The role of inflammation in diabetic retinopathy (DR) is well-established and dysregulation of a large number of inflammatory mediators is known. These include cytokines, chemokines, growth factors, mediators of proteogenesis, and pro-apoptotic molecules. This para-inflammation as a response is not directed to a particular pathogen or antigen but is rather directed toward the by-products of the diabetic milieu. The inflammatory mediators take part in cascades that result in cellular level responses like neurodegeneration, pericyte loss, leakage, capillary drop out, neovascularization, etc. There are multiple overlaps between the inflammatory pathways occurring within the diabetic retina due to a large number of mediators, their varied sources, and cross-interactions. This makes understanding the role of inflammation in clinical manifestations of DR difficult. Currently, mediator-based therapy for DR is being evaluated for interventions that target a specific step of the inflammatory cascade.
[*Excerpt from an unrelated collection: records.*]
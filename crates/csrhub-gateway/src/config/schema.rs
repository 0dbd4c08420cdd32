use std::collections::HashSet;
use std::net::SocketAddr;

use serde::Deserialize;

use csrhub_core::error::{CsrError, Result};
use csrhub_core::model::Role;
use csrhub_core::policy::PolicyTable;

#[derive(Debug, Clone, Deserialize)]
#[serde(deny_unknown_fields)]
pub struct AppConfig {
    pub version: u32,

    #[serde(default)]
    pub server: ServerSection,

    #[serde(default)]
    pub policy: PolicySection,

    #[serde(default)]
    pub users: Vec<UserSeed>,
}

impl AppConfig {
    pub fn validate(&self) -> Result<()> {
        if self.version != 1 {
            return Err(CsrError::UnsupportedVersion);
        }
        if self.users.is_empty() {
            return Err(CsrError::BadRequest("users must not be empty".into()));
        }

        self.server.validate()?;
        self.policy.validate()?;

        let mut names = HashSet::new();
        let mut tokens = HashSet::new();
        for u in &self.users {
            u.validate()?;
            if !names.insert(u.username.as_str()) {
                return Err(CsrError::BadRequest(format!("duplicate username: {}", u.username)));
            }
            if !tokens.insert(u.token.as_str()) {
                return Err(CsrError::BadRequest(format!(
                    "duplicate token (user={})",
                    u.username
                )));
            }
        }

        Ok(())
    }
}

#[derive(Debug, Clone, Deserialize)]
#[serde(deny_unknown_fields)]
pub struct ServerSection {
    #[serde(default = "default_listen")]
    pub listen: String,

    #[serde(default = "default_max_body_bytes")]
    pub max_body_bytes: usize,
}

impl Default for ServerSection {
    fn default() -> Self {
        Self {
            listen: default_listen(),
            max_body_bytes: default_max_body_bytes(),
        }
    }
}

impl ServerSection {
    pub fn validate(&self) -> Result<()> {
        self.listen_addr()?;
        if !(1024..=16 * 1024 * 1024).contains(&self.max_body_bytes) {
            return Err(CsrError::BadRequest(
                "server.max_body_bytes must be between 1024 and 16777216".into(),
            ));
        }
        Ok(())
    }

    pub fn listen_addr(&self) -> Result<SocketAddr> {
        self.listen.parse().map_err(|_| {
            CsrError::BadRequest(format!("server.listen must be a valid SocketAddr: {}", self.listen))
        })
    }
}

fn default_listen() -> String {
    "0.0.0.0:8080".into()
}
fn default_max_body_bytes() -> usize {
    64 * 1024
}

#[derive(Debug, Clone, Default, Deserialize)]
#[serde(deny_unknown_fields)]
pub struct PolicySection {
    /// `kind:operation=rule` entries replacing standard mutation rules.
    #[serde(default)]
    pub overrides: Vec<String>,
}

impl PolicySection {
    pub fn validate(&self) -> Result<()> {
        self.compile().map(|_| ())
    }

    pub fn compile(&self) -> Result<PolicyTable> {
        PolicyTable::with_overrides(&self.overrides)
    }
}

/// Account created at startup, reachable through its bearer token.
#[derive(Debug, Clone, Deserialize)]
#[serde(deny_unknown_fields)]
pub struct UserSeed {
    pub username: String,
    #[serde(default)]
    pub email: String,
    #[serde(default)]
    pub first_name: String,
    #[serde(default)]
    pub last_name: String,
    pub role: Role,
    #[serde(default)]
    pub superuser: bool,
    pub token: String,
}

impl UserSeed {
    pub fn validate(&self) -> Result<()> {
        if self.username.trim().is_empty() {
            return Err(CsrError::BadRequest("users[].username must not be empty".into()));
        }
        if self.token.trim().is_empty() {
            return Err(CsrError::BadRequest(format!(
                "users[].token must not be empty (user={})",
                self.username
            )));
        }
        Ok(())
    }
}
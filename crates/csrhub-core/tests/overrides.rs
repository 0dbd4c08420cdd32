//! Policy override compilation.

#![allow(clippy::unwrap_used)]
#![allow(clippy::expect_used)]
#![allow(clippy::panic)]

mod fixtures;
use fixtures::*;

use csrhub_core::model::{EntityKind, Operation, Survey};
use csrhub_core::policy::{assign_owner, PolicyEngine, PolicyTable, Rule};

fn engine(overrides: &[&str]) -> PolicyEngine {
    let raw: Vec<String> = overrides.iter().map(|s| s.to_string()).collect();
    PolicyEngine::new(PolicyTable::with_overrides(&raw).expect("must compile"))
}

#[test]
fn empty_overrides_match_standard_table() {
    let table = PolicyTable::with_overrides(&[]).unwrap();
    assert_eq!(
        table.mutation_rule(EntityKind::Survey, Operation::Update),
        Some(Rule::Authenticated)
    );
    assert_eq!(table.mutation_rule(EntityKind::Survey, Operation::MarkRead), None);
}

#[test]
fn override_tightens_project_assignment() {
    let e = engine(&["project:assign_user=superuser"]);
    let p = project(1, &[]);

    assert!(!e.authorize_mutation(&member(3), Some(&p), Operation::AssignUser));
    assert!(e.authorize_mutation(&superuser(1), Some(&p), Operation::AssignUser));
    // Unrelated rules keep their defaults.
    assert!(e.authorize_mutation(&member(3), Some(&p), Operation::Update));
}

#[test]
fn override_restricts_survey_creation() {
    let e = engine(&[" survey : create = superuser "]);
    assert!(!e.authorize_mutation::<Survey>(&member(3), None, Operation::Create));
    assert!(e.authorize_mutation::<Survey>(&superuser(1), None, Operation::Create));
}

#[test]
fn malformed_overrides_are_rejected() {
    let bad = [
        "survey:update",                         // no rule
        "survey=superuser",                      // no operation
        "galaxy:update=superuser",               // unknown kind
        "survey:archive=superuser",              // unknown operation
        "survey:update=everyone",                // unknown rule
        "region:mark_read=superuser",            // action not offered on kind
        "survey:update=owner_or_superuser",      // kind has no owner
        "report:create=owner_or_superuser",      // create has no target row
    ];
    for entry in bad {
        let err = PolicyTable::with_overrides(&[entry.to_string()]).expect_err(entry);
        assert_eq!(err.client_code().as_str(), "BAD_REQUEST", "entry={entry}");
    }
}

#[test]
fn members_may_only_own_their_own_rows() {
    let me = member(4);
    assert_eq!(assign_owner(&me, None), Some(4));
    assert_eq!(assign_owner(&me, Some(4)), Some(4));
    assert_eq!(assign_owner(&me, Some(5)), None);

    let admin = superuser(1);
    assert_eq!(assign_owner(&admin, Some(5)), Some(5));
    assert_eq!(assign_owner(&admin, None), Some(1));
}
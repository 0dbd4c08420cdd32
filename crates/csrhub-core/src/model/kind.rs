use std::fmt;
use std::str::FromStr;

use crate::error::CsrError;

/// Entity collections known to the policy engine.
#[derive(Debug, Clone, Copy, PartialEq, Eq, Hash, PartialOrd, Ord)]
pub enum EntityKind {
    User,
    Region,
    Mou,
    CsrProject,
    Report,
    Survey,
    SurveyQuestion,
    SurveyResponse,
    Notification,
    Request,
}

impl EntityKind {
    pub const ALL: [EntityKind; 10] = [
        EntityKind::User,
        EntityKind::Region,
        EntityKind::Mou,
        EntityKind::CsrProject,
        EntityKind::Report,
        EntityKind::Survey,
        EntityKind::SurveyQuestion,
        EntityKind::SurveyResponse,
        EntityKind::Notification,
        EntityKind::Request,
    ];

    /// Name used in config entries, logs, and metric labels.
    pub fn as_str(self) -> &'static str {
        match self {
            EntityKind::User => "user",
            EntityKind::Region => "region",
            EntityKind::Mou => "mou",
            EntityKind::CsrProject => "project",
            EntityKind::Report => "report",
            EntityKind::Survey => "survey",
            EntityKind::SurveyQuestion => "survey_question",
            EntityKind::SurveyResponse => "survey_response",
            EntityKind::Notification => "notification",
            EntityKind::Request => "request",
        }
    }

    /// Whether rows of this kind carry an owner reference.
    pub fn has_owner(self) -> bool {
        matches!(
            self,
            EntityKind::User
                | EntityKind::Report
                | EntityKind::SurveyResponse
                | EntityKind::Notification
                | EntityKind::Request
        )
    }
}

impl fmt::Display for EntityKind {
    fn fmt(&self, f: &mut fmt::Formatter<'_>) -> fmt::Result {
        f.write_str(self.as_str())
    }
}

impl FromStr for EntityKind {
    type Err = CsrError;

    fn from_str(s: &str) -> Result<Self, Self::Err> {
        EntityKind::ALL
            .into_iter()
            .find(|k| k.as_str() == s)
            .ok_or_else(|| CsrError::BadRequest(format!("unknown entity kind: {s}")))
    }
}

/// Mutations the engine can authorize.
#[derive(Debug, Clone, Copy, PartialEq, Eq, Hash, PartialOrd, Ord)]
pub enum Operation {
    Create,
    Update,
    Delete,
    /// Add a user to a project's assignment set.
    AssignUser,
    /// Flag a notification as read.
    MarkRead,
}

impl Operation {
    pub const ALL: [Operation; 5] = [
        Operation::Create,
        Operation::Update,
        Operation::Delete,
        Operation::AssignUser,
        Operation::MarkRead,
    ];

    pub fn as_str(self) -> &'static str {
        match self {
            Operation::Create => "create",
            Operation::Update => "update",
            Operation::Delete => "delete",
            Operation::AssignUser => "assign_user",
            Operation::MarkRead => "mark_read",
        }
    }
}

impl fmt::Display for Operation {
    fn fmt(&self, f: &mut fmt::Formatter<'_>) -> fmt::Result {
        f.write_str(self.as_str())
    }
}

impl FromStr for Operation {
    type Err = CsrError;

    fn from_str(s: &str) -> Result<Self, Self::Err> {
        Operation::ALL
            .into_iter()
            .find(|o| o.as_str() == s)
            .ok_or_else(|| CsrError::BadRequest(format!("unknown operation: {s}")))
    }
}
We reviewed the role of inflammation in DR and derived a simplified clinicopathological correlation between the sources and stimuli of inflammation, the inflammatory mediators and pathways, and the clinical manifestations of DR. By doing so, we deliberate mediator-specific therapy for DR. The cross-interactions between inflammatory mediators and the molecular cycles influencing the inflammatory cascades are crucial challenges to such an approach. Future research should be directed to assess the feasibility of the pathology-based therapy for DR.